> [PROBLEM TO SOLVE]: Using the records below, copy every line that holds the string "FetchFuture".
[Opening RECORDS TO USE section]
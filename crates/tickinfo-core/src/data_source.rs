//! Source provider trait and request/error types.
//!
//! This module defines the contract (`SourceProvider`) every upstream data
//! source implements. A provider answers a subset of the field vocabulary for
//! one ticker and either returns a partial [`Record`] or a [`SourceError`].
//!
//! # Example
//!
//! ```rust,ignore
//! use tickinfo_core::{EntityKind, FetchRequest, FieldName, FieldSet, SourceProvider, Ticker};
//!
//! async fn fetch_price(provider: &dyn SourceProvider) -> Result<(), tickinfo_core::SourceError> {
//!     let request = FetchRequest::new(
//!         Ticker::parse("AAPL")?,
//!         EntityKind::Stock,
//!         FieldSet::from([FieldName::Price]),
//!     )?;
//!     let record = provider.fetch(request).await?;
//!     println!("{:?}", record.get(FieldName::Price));
//!     Ok(())
//! }
//! ```

use std::fmt::{Display, Formatter};
use std::future::Future;
use std::pin::Pin;
use std::time::Duration;

use crate::{EntityKind, FieldSet, ProviderId, Record, Ticker, ValidationError};

/// Adapter-level error classification.
#[derive(Debug, Clone, Copy, PartialEq, Eq)]
pub enum SourceErrorKind {
    Unavailable,
    /// Upstream answered but has no such ticker.
    NotFound,
    Timeout,
    Malformed,
    UnsupportedKind,
    InvalidRequest,
    AdapterNotRegistered,
    Internal,
}

/// Structured provider failure. Always non-fatal to the fallback chain.
#[derive(Debug, Clone, PartialEq, Eq)]
pub struct SourceError {
    kind: SourceErrorKind,
    message: String,
}

impl SourceError {
    pub fn unavailable(message: impl Into<String>) -> Self {
        Self {
            kind: SourceErrorKind::Unavailable,
            message: message.into(),
        }
    }

    pub fn not_found(message: impl Into<String>) -> Self {
        Self {
            kind: SourceErrorKind::NotFound,
            message: message.into(),
        }
    }

    pub fn timeout(provider: ProviderId, limit: Duration) -> Self {
        Self {
            kind: SourceErrorKind::Timeout,
            message: format!(
                "source '{provider}' did not answer within {}ms",
                limit.as_millis()
            ),
        }
    }

    pub fn malformed(message: impl Into<String>) -> Self {
        Self {
            kind: SourceErrorKind::Malformed,
            message: message.into(),
        }
    }

    pub fn unsupported_kind(provider: ProviderId, kind: EntityKind) -> Self {
        Self {
            kind: SourceErrorKind::UnsupportedKind,
            message: format!("source '{provider}' does not serve '{kind}' tickers"),
        }
    }

    pub fn invalid_request(message: impl Into<String>) -> Self {
        Self {
            kind: SourceErrorKind::InvalidRequest,
            message: message.into(),
        }
    }

    pub fn adapter_not_registered(provider: ProviderId) -> Self {
        Self {
            kind: SourceErrorKind::AdapterNotRegistered,
            message: format!("source adapter '{provider}' is not registered"),
        }
    }

    pub fn internal(message: impl Into<String>) -> Self {
        Self {
            kind: SourceErrorKind::Internal,
            message: message.into(),
        }
    }

    pub const fn kind(&self) -> SourceErrorKind {
        self.kind
    }

    pub fn message(&self) -> &str {
        &self.message
    }

    pub const fn code(&self) -> &'static str {
        match self.kind {
            SourceErrorKind::Unavailable => "source.unavailable",
            SourceErrorKind::NotFound => "source.not_found",
            SourceErrorKind::Timeout => "source.timeout",
            SourceErrorKind::Malformed => "source.malformed",
            SourceErrorKind::UnsupportedKind => "source.unsupported_kind",
            SourceErrorKind::InvalidRequest => "source.invalid_request",
            SourceErrorKind::AdapterNotRegistered => "source.adapter_not_registered",
            SourceErrorKind::Internal => "source.internal",
        }
    }
}

impl Display for SourceError {
    fn fmt(&self, f: &mut Formatter<'_>) -> std::fmt::Result {
        write!(f, "{} ({})", self.message, self.code())
    }
}

impl std::error::Error for SourceError {}

impl From<ValidationError> for SourceError {
    fn from(value: ValidationError) -> Self {
        Self::invalid_request(value.to_string())
    }
}

/// Request payload handed to a provider.
#[derive(Debug, Clone, PartialEq, Eq)]
pub struct FetchRequest {
    pub ticker: Ticker,
    pub kind: EntityKind,
    pub fields: FieldSet,
}

impl FetchRequest {
    pub fn new(ticker: Ticker, kind: EntityKind, fields: FieldSet) -> Result<Self, SourceError> {
        if fields.is_empty() {
            return Err(SourceError::invalid_request(
                "fetch request must include at least one field",
            ));
        }
        Ok(Self {
            ticker,
            kind,
            fields,
        })
    }
}

pub type FetchFuture<'a> = Pin<Box<dyn Future<Output = Result<Record, SourceError>> + Send + 'a>>;

/// Upstream data source contract.
///
/// # Required Methods
///
/// | Method | Description |
/// |--------|-------------|
/// | [`id`](SourceProvider::id) | Unique provider identifier |
/// | [`supports`](SourceProvider::supports) | Whether the entity kind is served |
/// | [`fetch`](SourceProvider::fetch) | Resolve the requested fields |
///
/// Implementations must be `Send + Sync`; one instance serves every request.
pub trait SourceProvider: Send + Sync {
    /// Returns the unique provider identifier.
    fn id(&self) -> ProviderId;

    /// Returns whether tickers of `kind` can be served.
    fn supports(&self, kind: EntityKind) -> bool;

    /// Resolves `req.fields` for one ticker.
    ///
    /// Fields the provider cannot determine are returned as `null`. Fields
    /// outside `req.fields` should not be computed.
    ///
    /// # Errors
    ///
    /// Returns [`SourceError`] on transport failures, non-success statuses
    /// or an upstream payload that cannot be decoded at all.
    fn fetch<'a>(&'a self, req: FetchRequest) -> FetchFuture<'a>;
}

#[cfg(test)]
mod tests {
    use super::*;

    #[test]
    fn fetch_request_rejects_empty_field_set() {
        let error = FetchRequest::new(
            Ticker::parse("AAPL").expect("valid"),
            EntityKind::Stock,
            FieldSet::new(),
        )
        .expect_err("empty field set must fail");
        assert_eq!(error.kind(), SourceErrorKind::InvalidRequest);
    }

    #[test]
    fn error_display_includes_code() {
        let error = SourceError::timeout(ProviderId::Investidor10, Duration::from_millis(250));
        assert_eq!(
            error.to_string(),
            "source 'investidor10' did not answer within 250ms (source.timeout)"
        );
    }
}
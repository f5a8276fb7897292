use std::sync::Arc;

use tickinfo_core::{
    EntityKind, FetchRequest, FieldName, FieldSet, FixtureHttpClient, HttpResponse,
    Investidor10Adapter, ProviderId, SourceErrorKind, SourceProvider, StockAnalysisAdapter, Ticker,
};

struct ProviderCase {
    id: ProviderId,
    source: Arc<dyn SourceProvider>,
    client: Arc<FixtureHttpClient>,
}

fn case(id: ProviderId, client: FixtureHttpClient) -> ProviderCase {
    let client = Arc::new(client);
    let source: Arc<dyn SourceProvider> = match id {
        ProviderId::StockAnalysis => Arc::new(StockAnalysisAdapter::with_http_client(client.clone())),
        ProviderId::Investidor10 => Arc::new(Investidor10Adapter::with_http_client(client.clone())),
    };
    ProviderCase { id, source, client }
}

fn unreachable_cases() -> Vec<ProviderCase> {
    vec![
        case(ProviderId::StockAnalysis, FixtureHttpClient::new()),
        case(ProviderId::Investidor10, FixtureHttpClient::new()),
    ]
}

fn stock_url(id: ProviderId, ticker: &Ticker) -> String {
    match id {
        ProviderId::StockAnalysis => StockAnalysisAdapter::overview_url(ticker),
        ProviderId::Investidor10 => Investidor10Adapter::page_url(ticker, EntityKind::Stock),
    }
}

fn minimal_stock_page(id: ProviderId) -> &'static str {
    match id {
        ProviderId::StockAnalysis => r#"{"type":"data","nodes":[]}"#,
        ProviderId::Investidor10 => "<script>var mainTicker = {\"id\": 7};\nvar ready = true;</script>",
    }
}

fn minimal_stock_cases(ticker: &Ticker) -> Vec<ProviderCase> {
    [ProviderId::StockAnalysis, ProviderId::Investidor10]
        .into_iter()
        .map(|id| {
            case(
                id,
                FixtureHttpClient::new().with_body(stock_url(id, ticker), minimal_stock_page(id)),
            )
        })
        .collect()
}

fn server_error_cases(ticker: &Ticker) -> Vec<ProviderCase> {
    [ProviderId::StockAnalysis, ProviderId::Investidor10]
        .into_iter()
        .map(|id| {
            case(
                id,
                FixtureHttpClient::new()
                    .with_response(stock_url(id, ticker), HttpResponse::with_status(503, "")),
            )
        })
        .collect()
}

fn minimal_etf_cases(ticker: &Ticker) -> Vec<ProviderCase> {
    vec![
        case(
            ProviderId::StockAnalysis,
            FixtureHttpClient::new().with_body(
                StockAnalysisAdapter::etf_url(ticker),
                "<script>const data = {};news: []</script>",
            ),
        ),
        case(
            ProviderId::Investidor10,
            FixtureHttpClient::new().with_body(
                Investidor10Adapter::page_url(ticker, EntityKind::Etf),
                "<h2 class=\"name-company\">Vanguard S&amp;P 500 ETF</h2>",
            ),
        ),
    ]
}

fn request(ticker: &Ticker, kind: EntityKind, fields: FieldSet) -> FetchRequest {
    FetchRequest::new(ticker.clone(), kind, fields).expect("valid fetch request")
}

#[test]
fn providers_report_their_identity_and_serve_every_kind() {
    let cases = unreachable_cases();
    assert_ne!(cases[0].source.id(), cases[1].source.id());

    for case in &cases {
        assert_eq!(case.source.id(), case.id);
        for kind in EntityKind::ALL {
            assert!(
                case.source.supports(kind),
                "provider '{}' must support '{kind}'",
                case.id.as_str()
            );
        }
    }
}

#[tokio::test]
async fn upstream_404_is_reported_as_not_found() {
    let ticker = Ticker::parse("AAPL").expect("valid ticker");

    for kind in EntityKind::ALL {
        for case in unreachable_cases() {
            let error = case
                .source
                .fetch(request(&ticker, kind, FieldSet::from([FieldName::Price])))
                .await
                .expect_err("missing page must fail");
            assert_eq!(
                error.kind(),
                SourceErrorKind::NotFound,
                "provider '{}' kind '{kind}': {error}",
                case.id.as_str()
            );
        }
    }
}

#[tokio::test]
async fn undecodable_pages_are_reported_as_malformed() {
    let ticker = Ticker::parse("AAPL").expect("valid ticker");
    let cases = vec![
        case(
            ProviderId::StockAnalysis,
            FixtureHttpClient::new()
                .with_body(StockAnalysisAdapter::overview_url(&ticker), "<html>maintenance</html>"),
        ),
        case(
            ProviderId::Investidor10,
            FixtureHttpClient::new().with_body(
                Investidor10Adapter::page_url(&ticker, EntityKind::Stock),
                "<html>maintenance</html>",
            ),
        ),
    ];

    for case in cases {
        let error = case
            .source
            .fetch(request(&ticker, EntityKind::Stock, FieldSet::from([FieldName::Price])))
            .await
            .expect_err("undecodable page must fail");
        assert_eq!(
            error.kind(),
            SourceErrorKind::Malformed,
            "provider '{}': {error}",
            case.id.as_str()
        );
    }
}

#[tokio::test]
async fn repeated_failures_open_the_circuit() {
    let ticker = Ticker::parse("AAPL").expect("valid ticker");

    for case in server_error_cases(&ticker) {
        for _ in 0..3 {
            let _ = case
                .source
                .fetch(request(&ticker, EntityKind::Stock, FieldSet::from([FieldName::Price])))
                .await;
        }
        let error = case
            .source
            .fetch(request(&ticker, EntityKind::Stock, FieldSet::from([FieldName::Price])))
            .await
            .expect_err("open circuit must fail");

        assert_eq!(error.kind(), SourceErrorKind::Unavailable);
        assert!(error.message().contains("circuit open"), "{error}");
        assert_eq!(
            case.client.requested_urls().len(),
            3,
            "provider '{}' must not reach upstream while open",
            case.id.as_str()
        );
    }
}

#[tokio::test]
async fn unknown_tickers_do_not_open_the_circuit_for_valid_ones() {
    let valid = Ticker::parse("AAPL").expect("valid ticker");
    let unknown = ["ZZZZ1", "ZZZZ2", "ZZZZ3"]
        .map(|raw| Ticker::parse(raw).expect("valid ticker"));

    for case in minimal_stock_cases(&valid) {
        for ticker in &unknown {
            let error = case
                .source
                .fetch(request(ticker, EntityKind::Stock, FieldSet::from([FieldName::Price])))
                .await
                .expect_err("unknown ticker must fail");
            assert_eq!(error.kind(), SourceErrorKind::NotFound, "{error}");
        }

        let record = case
            .source
            .fetch(request(&valid, EntityKind::Stock, FieldSet::from([FieldName::Price])))
            .await
            .unwrap_or_else(|error| panic!("provider '{}' failed: {error}", case.id.as_str()));

        assert!(record.get(FieldName::Price).is_some(), "provider '{}'", case.id.as_str());
        assert_eq!(
            case.client.requested_urls().last(),
            Some(&stock_url(case.id, &valid)),
            "provider '{}' must still reach upstream",
            case.id.as_str()
        );
    }
}

#[tokio::test]
async fn every_requested_stock_field_is_present_even_when_unknown() {
    let ticker = Ticker::parse("AAPL").expect("valid ticker");
    let fields = FieldSet::from([FieldName::Price, FieldName::Name, FieldName::Sector]);

    for case in minimal_stock_cases(&ticker) {
        let record = case
            .source
            .fetch(request(&ticker, EntityKind::Stock, fields.clone()))
            .await
            .unwrap_or_else(|error| panic!("provider '{}' failed: {error}", case.id.as_str()));

        assert_eq!(record.field_names(), fields, "provider '{}'", case.id.as_str());
        for field in fields.iter() {
            assert!(
                !record.is_resolved(field),
                "provider '{}' invented a value for '{field}'",
                case.id.as_str()
            );
        }
        assert_eq!(
            case.client.requested_urls().len(),
            1,
            "provider '{}' downloaded auxiliary data that was not needed",
            case.id.as_str()
        );
    }
}

#[tokio::test]
async fn every_requested_etf_field_is_present_even_when_unknown() {
    let ticker = Ticker::parse("VOO").expect("valid ticker");
    let fields = FieldSet::from([FieldName::Price, FieldName::Dy]);

    for case in minimal_etf_cases(&ticker) {
        let record = case
            .source
            .fetch(request(&ticker, EntityKind::Etf, fields.clone()))
            .await
            .unwrap_or_else(|error| panic!("provider '{}' failed: {error}", case.id.as_str()));

        assert_eq!(record.field_names(), fields, "provider '{}'", case.id.as_str());
        assert!(!record.is_resolved(FieldName::Price));
        assert!(!record.is_resolved(FieldName::Dy));
    }
}
use std::fmt::{Display, Formatter};
use std::str::FromStr;

use serde::{Deserialize, Serialize};

use crate::ValidationError;

/// Canonical provider identifiers used in fallback chains and diagnostics.
#[derive(Debug, Clone, Copy, PartialEq, Eq, Hash, Serialize, Deserialize)]
#[serde(rename_all = "lowercase")]
pub enum ProviderId {
    StockAnalysis,
    Investidor10,
}

impl ProviderId {
    pub const ALL: [Self; 2] = [Self::StockAnalysis, Self::Investidor10];

    pub const fn as_str(self) -> &'static str {
        match self {
            Self::StockAnalysis => "stockanalysis",
            Self::Investidor10 => "investidor10",
        }
    }
}

impl Display for ProviderId {
    fn fmt(&self, f: &mut Formatter<'_>) -> std::fmt::Result {
        f.write_str(self.as_str())
    }
}

impl FromStr for ProviderId {
    type Err = ValidationError;

    fn from_str(value: &str) -> Result<Self, Self::Err> {
        match value.trim().to_ascii_lowercase().as_str() {
            "stockanalysis" => Ok(Self::StockAnalysis),
            "investidor10" => Ok(Self::Investidor10),
            other => Err(ValidationError::InvalidSource {
                value: other.to_owned(),
            }),
        }
    }
}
[Closing RECORDS TO USE section]
> [RESPONSE BOX]:
pub type FetchFuture<'a> = Pin<Box<dyn Future<Output = Result<Record, SourceError>> + Send + 'a>>;
    fn fetch<'a>(&'a self, req: FetchRequest) -> FetchFuture<'a>;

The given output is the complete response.